Enhanced neurovirulence of tick-borne orbiviruses resulting from genetic modulation.

The genome of orbiviruses (Reoviridae family) comprises 10 segments of double-stranded RNA. The fourth largest segment of the tick-borne Kemerovo (KEM) group orbiviruses is the genetic determinant of neurovirulence in experimentally infected mice, and segment 6 determines serotype. Reassortant viruses derived from a cross between two KEM-related viruses, Great Island (GI) and Wexford (WEX), that had the heterotypic gene combination W4G6 (segment 4 of WEX virus and segment 6 from GI virus) were nonpathogenic in mice. This apparent genetic modulation of neurovirulence may have resulted from steric interaction between the two outer capsid proteins of nonpathogenic reassortants. Further data are consistent with this hypothesis. Reassortants generated from additional KEM group viruses showed various degrees of enhanced neurovirulence in terms of their PFU/LD50 (ratio of infectivity in cell culture and in mice) and ASTmax (the average survival time at the highest virus dilution resulting in 100% mortality). Some reassortants were more pathogenic than either of their parental viruses. The results indicate that the gene determining neurovirulence dictates ASTmax, and the PFU/LD50 is a measure of the interaction between the products of the gene determining neurovirulence and that determining serotype. The nonpathogenic phenotype of a low passage isolate (St. Abbs 84-34 virus), derived from a single tick, generated neurovirulent reassortants. This result indicates that genetic modulation of KEM group viruses may occur in nature.
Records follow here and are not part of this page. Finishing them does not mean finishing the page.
//! End-to-end tests: annotation through calibration, girth estimation,
//! regression, and CSV round-trip.

use body_tape::{
    export, CoefficientTable, EngineConfig, FitFactors, Gender, MeasurementReport, Point,
    Subject, View, ViewKind,
};

fn fill(kind: ViewKind, coords: &[(f32, f32)]) -> View {
    let mut view = View::new(kind);
    for (label, &(x, y)) in kind.required_labels().iter().zip(coords) {
        view.register_point(label, Point::new(x, y)).unwrap();
    }
    view
}

fn front_view() -> View {
    fill(
        ViewKind::Front,
        &[
            (100.0, 50.0),  // Top of Head
            (70.0, 200.0),  // Left Chest
            (130.0, 200.0), // Right Chest
            (75.0, 300.0),  // Left Waist
            (125.0, 300.0), // Right Waist
            (100.0, 700.0), // Bottom of Feet
        ],
    )
}

fn side_view() -> View {
    fill(
        ViewKind::Side,
        &[
            (100.0, 50.0),
            (80.0, 200.0),  // Chest Front
            (120.0, 200.0), // Chest Back: 40 px depth
            (85.0, 300.0),
            (115.0, 300.0),
            (100.0, 700.0),
        ],
    )
}

fn subject() -> Subject {
    Subject {
        height: 170.0,
        gender: Gender::Male,
    }
}

#[test]
fn scenario_scale_and_girths() {
    let report = MeasurementReport::compute(
        subject(),
        &front_view(),
        &side_view(),
        None,
        &EngineConfig::default(),
    )
    .unwrap();

    // Reference segment is 650 px in both views.
    assert!((report.scale_factor - 0.2615).abs() < 1e-3);

    let chest = &report.primaries[0];
    assert_eq!(chest.name, "Chest Circumference");
    assert!((chest.width_unit - 15.69).abs() < 0.01);
    assert!((chest.depth_unit - 10.46).abs() < 0.01);
    // Ramanujan on 15.69 x 10.46 ~= 41.49, chest fit factor 1.1.
    assert!((chest.value.unwrap() - 45.64).abs() < 0.01);

    let waist = &report.primaries[1];
    assert_eq!(waist.name, "Waist Circumference");
    assert!((waist.value.unwrap() - 40.06).abs() < 0.01);
}

#[test]
fn fit_factor_scales_girth_linearly() {
    let base = MeasurementReport::compute(
        subject(),
        &front_view(),
        &side_view(),
        None,
        &EngineConfig {
            fit_factors: FitFactors::none(),
            coefficients: CoefficientTable::default(),
        },
    )
    .unwrap();

    let mut doubled_factors = FitFactors::none();
    doubled_factors.set("chest", 2.0);
    let doubled = MeasurementReport::compute(
        subject(),
        &front_view(),
        &side_view(),
        None,
        &EngineConfig {
            fit_factors: doubled_factors,
            coefficients: CoefficientTable::default(),
        },
    )
    .unwrap();

    let raw = base.primaries[0].value.unwrap();
    let fitted = doubled.primaries[0].value.unwrap();
    assert!((fitted - raw * 2.0).abs() < 1e-3);
    // Waist has no factor in either config and is unchanged.
    assert_eq!(base.primaries[1].value, doubled.primaries[1].value);
}

#[test]
fn repeated_runs_are_byte_identical() {
    let config = EngineConfig::default();
    let a = MeasurementReport::compute(subject(), &front_view(), &side_view(), None, &config)
        .unwrap();
    let b = MeasurementReport::compute(subject(), &front_view(), &side_view(), None, &config)
        .unwrap();
    assert_eq!(export::render_csv(&a, "cm"), export::render_csv(&b, "cm"));
}

#[test]
fn csv_round_trip() {
    let report = MeasurementReport::compute(
        subject(),
        &front_view(),
        &side_view(),
        None,
        &EngineConfig::default(),
    )
    .unwrap();

    let csv = export::render_csv(&report, "cm");
    let parsed = export::parse_csv(&csv).unwrap();

    assert_eq!(parsed.gender, "Male");
    assert_eq!(parsed.height, 170.0);

    // Point coordinates survive exactly.
    assert_eq!(parsed.views.len(), 2);
    for (record, (_, points)) in report.views.iter().zip(&parsed.views) {
        assert_eq!(record.landmarks.len(), points.len());
        for (landmark, (label, x, y)) in record.landmarks.iter().zip(points) {
            assert_eq!(&landmark.label, label);
            assert_eq!(landmark.point.x, *x);
            assert_eq!(landmark.point.y, *y);
        }
    }

    // Measurement values survive to the stored 2-decimal precision.
    for (primary, (name, value)) in report.primaries.iter().zip(&parsed.measurements) {
        assert_eq!(&primary.name, name);
        assert!((primary.value.unwrap() - value.unwrap()).abs() < 0.005 + 1e-4);
    }
    for (derived, (name, value)) in report.derived.iter().zip(&parsed.estimated) {
        assert_eq!(&derived.name, name);
        assert!((derived.value.unwrap() - value.unwrap()).abs() < 0.005 + 1e-4);
    }
}

#[test]
fn gender_changes_derived_but_not_primaries() {
    let male = MeasurementReport::compute(
        subject(),
        &front_view(),
        &side_view(),
        None,
        &EngineConfig::default(),
    )
    .unwrap();
    let female = MeasurementReport::compute(
        Subject {
            height: 170.0,
            gender: Gender::Female,
        },
        &front_view(),
        &side_view(),
        None,
        &EngineConfig::default(),
    )
    .unwrap();

    assert_eq!(male.primaries, female.primaries);

    let shoulder = |report: &MeasurementReport| {
        report
            .derived
            .iter()
            .find(|d| d.name == "Shoulder Width")
            .unwrap()
            .value
            .unwrap()
    };
    // Male 0.25 * 1.8 vs female 0.25 * 1.6 of chest circumference.
    assert!(shoulder(&male) > shoulder(&female));
}

#[test]
fn drag_correction_feeds_into_measurements() {
    let mut front = front_view();
    // Widen the chest by 10 px on each side.
    front.move_point(1, Point::new(60.0, 200.0)).unwrap();
    front.move_point(2, Point::new(140.0, 200.0)).unwrap();

    let report = MeasurementReport::compute(
        subject(),
        &front,
        &side_view(),
        None,
        &EngineConfig::default(),
    )
    .unwrap();

    assert!((report.primaries[0].width_px - 80.0).abs() < 1e-4);
}

#[test]
fn export_to_file_and_reparse() {
    let report = MeasurementReport::compute(
        subject(),
        &front_view(),
        &side_view(),
        None,
        &EngineConfig::default(),
    )
    .unwrap();

    let path = std::env::temp_dir().join("body_tape_pipeline_export.csv");
    export::export_csv(&report, "cm", &path).unwrap();
    let text = std::fs::read_to_string(&path).unwrap();
    std::fs::remove_file(&path).ok();

    assert_eq!(text, export::render_csv(&report, "cm"));
    assert!(export::parse_csv(&text).is_ok());
}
Genetic determinants modulating the pathogenic phenotype of tick-borne orbiviruses.

Genetic studies have been carried out on orbiviruses in the Great Island (GI) antigenic subgroup of the Kemerovo serogroup (Orbivrus, Reoviridae) to elucidate the functions of the 10 genomic double-stranded RNA segments. Such studies have shown that segment 4 is the major genetic determinant of neurovirulence (P.A. Nuttall, S.R. Moss, L.D. Jones, and D. Carey, 1989, Virology 172, 428-434), whereas segment 5 of Wexford (WEX) virus and segment 6 of GI virus are the major determinants of serotype specificity (S.R. Moss, C.M. Ayres, and P.A. Nuttall, 1987, Virology 157, 137-144; S.R. Moss, C.M. Ayres, and P.A. Nuttall, 1988, J. Gen. Virol. 69, 2721-2727). In studies with reassortants isolated following dual infection of cell cultures with WEX and GI viruses, the gene combination W4G6 (i.e., viruses deriving segment 4 from WEX virus and segment 6 from GI virus) resulted in nonpathogenic reassortants. Unlike the parental viruses, the avirulent reassortants did not produce clinical evidence of infection in inoculated 2-day-old mice although, suprisingly, they replicated in the brains of the mice. The alternate heterotypic gene combination, G4W5, resulted in typical neurovirulent reassortants. The results indicate that segment 6 of GI virus is able to modulate the phenotypic expression of segment 4 of WEX virus, but not vice versa. Modulation probably results from interactions between the products of these two genomic segments, possibly at the level of virion structure.